私にとっては、この『スローシャッター』が
そんな一冊でした。

■『スローシャッター』

■田所敦嗣著
■ひろのぶと株式会社
■2022年12月
■1800円+tax

読めば、旅に出たくなる。
人に、会いたくなる。

「ベトナム語でありがとうと言った気もするが、
あまり覚えていない。
ロアンと再会したニャチャンの夜を
僕はずっと忘れないだろう。
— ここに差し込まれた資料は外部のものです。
//! Application layer: graph building and scheduling
//!
//! Depends on the domain model and on the I/O boundary traits only.

pub mod dot;
pub mod error;
pub mod graph;
pub mod region;
pub mod scheduler;
pub mod scope;

pub use error::{ActionContext, RealizationError, RunError, ScheduleError, ScheduleResult};
pub use graph::{
    Action, ActionGraph, ActionId, ActionKind, BuildOptions, GraphBuilder, Operation, RegionPlan,
    SkippedRegion, SystematicPlan, UnknownSystematicPolicy,
};
pub use region::Region;
pub use scheduler::{
    order, ActionState, Execution, OutputOutcome, Realized, RegionReport, RunReport, Schedule,
    Scheduler,
};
」

アラスカ、チリ、ヨーロッパ、ベトナム……
世界各地を出張で訪れた田所敦嗣。
コロナ禍を経たいま、
仕事を通じて出会った人々との交流を切り取った
「旅」の本質を問う紀行エッセイ。

■声が聞こえる

もちろん、というのもナンですが
私は著者の田所さんを存じ上げません。
本書にあるお写真で
お姿は拝見するものの
どんな声で話される方なのか、は
まったく分からないのです。

でも、この本を読んでいると
なぜか「声が聞こえる」んです。

たまに、そういう本に出会います。

それがどういうときに
ポップアップするのか、
統計をとったことはないので
わかりかねますが。
それでも。
そうして、
本の持つ「声」が聞こえてきた本は
適度な心地良さを与えてくれ
また、読後感も大層良いのが常です。

本書は、最初のエピソードを読んだとき
その声がすぐに聞こえてきました。

それが、私が
アタマのなかで音読している
幻想の声だとは重々承知しつつ。
でも、その声がもたらす速度も抑揚も
私のものとはまったく異なっていて。

「あ、この本、いい」

読み続けるなかで、
その感覚に実体を与えながら
「本の声」を最初から最後まで
心地よく響かせたまま、読み終えたのでした。